Dijo José Martí: “Hay más gloria en sacar una espada del pecho de un herido, que hundirle la espada hasta la empuñadura”.

Y en ese principio de nuestro Héroe Nacional se resume la ética que rigió en los campos de batalla durante las guerras de independencia libradas en la Cuba de finales del siglo XIX.

Desde la primera de esas gestas: La Guerra de los 10 Años, las acciones combativas tuvieron un profundo sentido humanitario.

A la máxima de liberar al país del yugo español, los jefes de la revolución del 68 sumaron el propósito de, en el fragor de la batalla, dar un trato humano a los combatientes, atender a los heridos y garantizar la vida de la población civil.

Todo ello se contraponía a los crueles procedimientos que empleó el ejército colonial, que mantuvo una guerra injusta y salvaje.

Céspedes, su humanitarismo

Cuando en 1868 llamó al levantamiento en armas por la independencia de Cuba, Carlos Manuel de Céspedes estableció las reglas del comportamiento durante las acciones combativas.

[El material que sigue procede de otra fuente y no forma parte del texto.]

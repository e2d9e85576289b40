// Ultralytics 🚀 AGPL-3.0 License - https://ultralytics.com/license
/// 无界面扫描 (Headless QR scan)
///
/// 播放视频并把识别到的二维码逐行打印到标准输出,
/// 播放结束退出码 0, 播放错误退出码 1。
use std::process::ExitCode;
use std::time::Duration;

use clap::Parser;
use qr_video_player::app::QrApp;
use qr_video_player::config::{PlayerArgs, PlayerConfig};
use qr_video_player::player::{PlaybackState, PlayerEvent};
use qr_video_player::{logging, timestamp_string};
use tracing::{error, info};

#[derive(Parser, Debug)]
#[command(author, version, about = "无界面二维码扫描 - 打印视频中出现的二维码", long_about = None)]
struct Cli {
    #[command(flatten)]
    player: PlayerArgs,

    /// 识别到第一批二维码后立即退出
    #[arg(long)]
    once: bool,
}

/// 打印新增的二维码, 返回是否有输出
fn print_new_codes(app: &QrApp, printed: &mut usize) -> bool {
    let codes = app.detector().qr_codes().get();
    if codes.len() <= *printed {
        return false;
    }
    let now = timestamp_string(":");
    for code in &codes[*printed..] {
        println!("{}\t{}", now, code);
    }
    *printed = codes.len();
    true
}

fn main() -> ExitCode {
    let cli = Cli::parse();
    let config = PlayerConfig::resolve(&cli.player);
    logging::init(&config.log_level);
    config.print_summary();

    let mut app = QrApp::new(&config);
    let codes_rx = app.detector().qr_codes().subscribe();
    if let Err(e) = app.start() {
        error!("❌ 播放启动失败: {:#}", e);
        return ExitCode::FAILURE;
    }

    let mut printed = 0usize;
    let exit = loop {
        let event = match app.wait_event(Duration::from_millis(50)) {
            Ok(event) => event,
            Err(e) => {
                error!("❌ {:#}", e);
                break ExitCode::FAILURE;
            }
        };

        if codes_rx.try_iter().last().is_some()
            && print_new_codes(&app, &mut printed)
            && cli.once
        {
            break ExitCode::SUCCESS;
        }

        match event {
            Some(PlayerEvent::Error(e)) => {
                eprintln!("{}", e.user_message());
                break ExitCode::FAILURE;
            }
            Some(PlayerEvent::StateChanged(PlaybackState::Ended)) => {
                // 等最后一轮检测写入
                std::thread::sleep(config.poll_interval() + config.stop_delay());
                print_new_codes(&app, &mut printed);
                info!("🏁 播放结束, 共 {} 个二维码", printed);
                break ExitCode::SUCCESS;
            }
            _ => {}
        }
    };

    app.release();
    exit
}
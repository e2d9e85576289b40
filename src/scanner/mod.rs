// Ultralytics 🚀 AGPL-3.0 License - https://ultralytics.com/license
/// 条码识别统一接口与实现
///
/// ## BarcodeScanner Trait
/// 输入单张灰度图, 输出识别到的条码集合
///
/// ## 实现
/// - **QrScanner**: 基于 rqrr 的二维码识别 (`qr.rs`)
///
/// ## 使用示例
/// ```rust,no_run
/// use qr_video_player::scanner::{BarcodeScanner, QrScanner, ScannerOptions};
///
/// # fn main() -> anyhow::Result<()> {
/// let scanner = QrScanner::new(ScannerOptions::default());
/// let image = image::open("frame.png")?.to_luma8();
/// for code in scanner.process(&image)? {
///     println!("{:?}", code.display_value);
/// }
/// # Ok(())
/// # }
/// ```
pub mod qr;

use anyhow::Result;
use image::GrayImage;

pub use qr::{QrScanner, ScannerOptions};

/// 条码格式
#[derive(Debug, Clone, Copy, PartialEq, Eq)]
pub enum BarcodeFormat {
    QrCode,
}

/// 识别出的单个条码
#[derive(Debug, Clone, PartialEq)]
pub struct Barcode {
    pub format: BarcodeFormat,
    /// 可显示的文本内容; 定位成功但解码失败时为 None
    pub display_value: Option<String>,
    /// 四个角点 (原图坐标)
    pub corners: [(i32, i32); 4],
}

/// 条码识别客户端
pub trait BarcodeScanner: Send + Sync {
    fn process(&self, image: &GrayImage) -> Result<Vec<Barcode>>;
}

Al crear en la Guerra de los Diez Años el Cuerpo de Sanidad Militar, organizaba a las fuerzas insurrectas para llevar a cabo una lucha lo más humana posible.

Dictó un decreto en el que promovió el trato justo al enemigo rendido y a prisioneros de guerra, estableció la prohibición de matar fuera de combate, la protección a la población civil, especialmente mujeres, niños, inválidos y ancianos y dispuso medidas para castigar a los malhechores que se aprovechasen del estado insurrecto para fomentar el robo y el pillaje.

En fin, en medio de las balas, Céspedes preconizó el respeto al decoro y derecho del hombre.